* YOUR INSTRUCTIONS:
How do the records below read from their first line through the line containing "mod vocabulary;"? Write those lines out exactly.

* INFORMATION GIVEN:
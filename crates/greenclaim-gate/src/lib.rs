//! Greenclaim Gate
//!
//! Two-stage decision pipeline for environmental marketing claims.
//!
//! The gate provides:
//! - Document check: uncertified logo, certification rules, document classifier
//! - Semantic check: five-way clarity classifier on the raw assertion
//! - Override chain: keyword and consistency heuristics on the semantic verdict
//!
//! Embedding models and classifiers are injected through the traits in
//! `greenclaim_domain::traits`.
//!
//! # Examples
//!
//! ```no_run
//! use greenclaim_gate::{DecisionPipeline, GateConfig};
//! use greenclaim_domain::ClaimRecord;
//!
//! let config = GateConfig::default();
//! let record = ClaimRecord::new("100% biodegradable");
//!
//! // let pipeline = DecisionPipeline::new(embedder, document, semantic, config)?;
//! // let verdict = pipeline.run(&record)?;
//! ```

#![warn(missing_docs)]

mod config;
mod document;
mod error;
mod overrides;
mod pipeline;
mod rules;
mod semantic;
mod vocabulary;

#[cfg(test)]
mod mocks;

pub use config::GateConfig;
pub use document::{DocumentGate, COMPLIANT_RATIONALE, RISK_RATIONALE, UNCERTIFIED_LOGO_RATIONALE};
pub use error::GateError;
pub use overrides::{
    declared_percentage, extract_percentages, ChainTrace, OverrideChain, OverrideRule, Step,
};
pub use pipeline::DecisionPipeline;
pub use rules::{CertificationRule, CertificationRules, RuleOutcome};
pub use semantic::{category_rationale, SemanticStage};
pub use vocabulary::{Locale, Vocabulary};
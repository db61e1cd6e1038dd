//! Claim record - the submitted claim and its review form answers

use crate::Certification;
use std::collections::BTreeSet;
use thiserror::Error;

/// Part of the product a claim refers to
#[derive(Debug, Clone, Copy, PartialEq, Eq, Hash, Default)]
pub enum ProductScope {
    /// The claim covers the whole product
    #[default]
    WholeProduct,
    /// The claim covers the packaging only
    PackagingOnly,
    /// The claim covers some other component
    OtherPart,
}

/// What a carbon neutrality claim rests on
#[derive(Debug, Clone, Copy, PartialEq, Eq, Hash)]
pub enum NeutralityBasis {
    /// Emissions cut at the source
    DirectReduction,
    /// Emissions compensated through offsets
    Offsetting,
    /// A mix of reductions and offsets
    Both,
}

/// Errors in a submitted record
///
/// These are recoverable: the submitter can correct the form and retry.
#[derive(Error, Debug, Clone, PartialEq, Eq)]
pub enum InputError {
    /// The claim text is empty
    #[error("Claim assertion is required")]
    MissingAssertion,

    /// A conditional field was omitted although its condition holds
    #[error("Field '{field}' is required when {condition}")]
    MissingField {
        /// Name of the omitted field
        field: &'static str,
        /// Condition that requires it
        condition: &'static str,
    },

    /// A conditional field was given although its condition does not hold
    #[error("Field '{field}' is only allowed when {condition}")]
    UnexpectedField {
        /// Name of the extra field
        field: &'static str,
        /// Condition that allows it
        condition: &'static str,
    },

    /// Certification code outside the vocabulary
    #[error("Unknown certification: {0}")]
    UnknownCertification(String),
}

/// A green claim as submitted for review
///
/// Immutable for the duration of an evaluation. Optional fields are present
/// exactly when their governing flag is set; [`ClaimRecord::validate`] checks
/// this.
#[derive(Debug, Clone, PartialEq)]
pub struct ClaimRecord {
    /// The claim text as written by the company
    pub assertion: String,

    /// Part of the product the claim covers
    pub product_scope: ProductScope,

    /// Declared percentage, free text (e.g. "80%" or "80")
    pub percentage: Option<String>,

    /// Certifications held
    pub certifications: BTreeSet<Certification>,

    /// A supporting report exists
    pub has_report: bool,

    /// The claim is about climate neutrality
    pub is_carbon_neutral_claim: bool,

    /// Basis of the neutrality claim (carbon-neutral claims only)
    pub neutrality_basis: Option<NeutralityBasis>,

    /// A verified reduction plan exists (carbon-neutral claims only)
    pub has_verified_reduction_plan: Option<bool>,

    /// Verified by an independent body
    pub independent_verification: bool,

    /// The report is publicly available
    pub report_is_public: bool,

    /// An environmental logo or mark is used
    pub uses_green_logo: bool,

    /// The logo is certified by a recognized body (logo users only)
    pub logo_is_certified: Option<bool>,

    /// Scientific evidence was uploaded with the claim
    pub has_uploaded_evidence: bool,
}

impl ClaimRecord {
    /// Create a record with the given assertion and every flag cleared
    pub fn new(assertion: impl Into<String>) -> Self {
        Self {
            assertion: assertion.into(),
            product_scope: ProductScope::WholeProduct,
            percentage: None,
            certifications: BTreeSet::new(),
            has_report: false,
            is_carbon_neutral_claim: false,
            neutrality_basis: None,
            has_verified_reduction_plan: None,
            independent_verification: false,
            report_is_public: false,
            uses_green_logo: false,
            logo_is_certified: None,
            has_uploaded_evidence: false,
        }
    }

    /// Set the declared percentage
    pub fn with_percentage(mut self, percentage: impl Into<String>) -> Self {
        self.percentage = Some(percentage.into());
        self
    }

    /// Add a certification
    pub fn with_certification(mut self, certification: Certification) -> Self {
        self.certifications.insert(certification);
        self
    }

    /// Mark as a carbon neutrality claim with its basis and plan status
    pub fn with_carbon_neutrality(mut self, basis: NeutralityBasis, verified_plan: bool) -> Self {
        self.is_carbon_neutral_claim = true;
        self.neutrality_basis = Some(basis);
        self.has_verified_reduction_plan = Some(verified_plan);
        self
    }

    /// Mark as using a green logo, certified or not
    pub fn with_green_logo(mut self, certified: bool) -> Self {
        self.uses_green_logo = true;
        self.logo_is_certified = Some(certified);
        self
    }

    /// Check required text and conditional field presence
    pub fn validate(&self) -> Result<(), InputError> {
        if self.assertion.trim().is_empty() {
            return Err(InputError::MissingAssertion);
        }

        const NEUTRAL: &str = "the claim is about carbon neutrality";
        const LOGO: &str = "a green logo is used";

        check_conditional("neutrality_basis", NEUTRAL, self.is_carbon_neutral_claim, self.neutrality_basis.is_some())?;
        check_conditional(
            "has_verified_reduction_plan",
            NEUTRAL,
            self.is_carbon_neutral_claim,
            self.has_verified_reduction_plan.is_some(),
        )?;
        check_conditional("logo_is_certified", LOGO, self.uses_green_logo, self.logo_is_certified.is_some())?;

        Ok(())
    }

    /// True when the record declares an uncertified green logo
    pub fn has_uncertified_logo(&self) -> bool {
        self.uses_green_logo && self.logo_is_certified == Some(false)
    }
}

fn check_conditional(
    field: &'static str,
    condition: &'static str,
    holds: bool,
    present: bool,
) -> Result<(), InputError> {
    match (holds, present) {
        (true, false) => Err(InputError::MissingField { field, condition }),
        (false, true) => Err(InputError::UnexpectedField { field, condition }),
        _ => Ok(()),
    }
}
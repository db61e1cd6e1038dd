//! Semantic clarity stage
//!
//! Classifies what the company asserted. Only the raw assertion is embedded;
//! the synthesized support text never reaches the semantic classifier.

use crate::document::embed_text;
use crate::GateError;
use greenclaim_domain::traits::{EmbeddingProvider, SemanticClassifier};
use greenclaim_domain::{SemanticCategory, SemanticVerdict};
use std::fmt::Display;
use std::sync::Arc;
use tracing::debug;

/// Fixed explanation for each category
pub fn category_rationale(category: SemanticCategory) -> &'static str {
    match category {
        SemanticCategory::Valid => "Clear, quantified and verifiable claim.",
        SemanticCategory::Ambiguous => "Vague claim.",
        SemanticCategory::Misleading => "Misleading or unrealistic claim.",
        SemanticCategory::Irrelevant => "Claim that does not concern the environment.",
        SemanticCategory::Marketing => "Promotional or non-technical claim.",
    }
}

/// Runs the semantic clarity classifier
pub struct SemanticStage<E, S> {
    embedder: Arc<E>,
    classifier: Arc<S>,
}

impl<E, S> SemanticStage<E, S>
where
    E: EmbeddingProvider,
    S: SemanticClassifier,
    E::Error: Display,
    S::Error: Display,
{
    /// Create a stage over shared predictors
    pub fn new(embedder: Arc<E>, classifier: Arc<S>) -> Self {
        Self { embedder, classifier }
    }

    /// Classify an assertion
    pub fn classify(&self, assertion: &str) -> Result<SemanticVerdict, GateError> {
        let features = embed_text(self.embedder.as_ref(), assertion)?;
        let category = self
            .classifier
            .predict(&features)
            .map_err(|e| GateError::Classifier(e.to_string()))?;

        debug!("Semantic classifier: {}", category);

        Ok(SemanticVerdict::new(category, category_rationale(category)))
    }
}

* SOLUTION TO THIS PROBLEM:
filename crates/greenclaim-gate/src/lib.rs
//! Greenclaim Gate
//!
//! Two-stage decision pipeline for environmental marketing claims.
//!
//! The gate provides:
//! - Document check: uncertified logo, certification rules, document classifier
//! - Semantic check: five-way clarity classifier on the raw assertion
//! - Override chain: keyword and consistency heuristics on the semantic verdict
//!
//! Embedding models and classifiers are injected through the traits in
//! `greenclaim_domain::traits`.
//!
//! # Examples
//!
//! ```no_run
//! use greenclaim_gate::{DecisionPipeline, GateConfig};
//! use greenclaim_domain::ClaimRecord;
//!
//! let config = GateConfig::default();
//! let record = ClaimRecord::new("100% biodegradable");
//!
//! // let pipeline = DecisionPipeline::new(embedder, document, semantic, config)?;
//! // let verdict = pipeline.run(&record)?;
//! ```

#![warn(missing_docs)]

mod config;
mod document;
mod error;
mod overrides;
mod pipeline;
mod rules;
mod semantic;
mod vocabulary;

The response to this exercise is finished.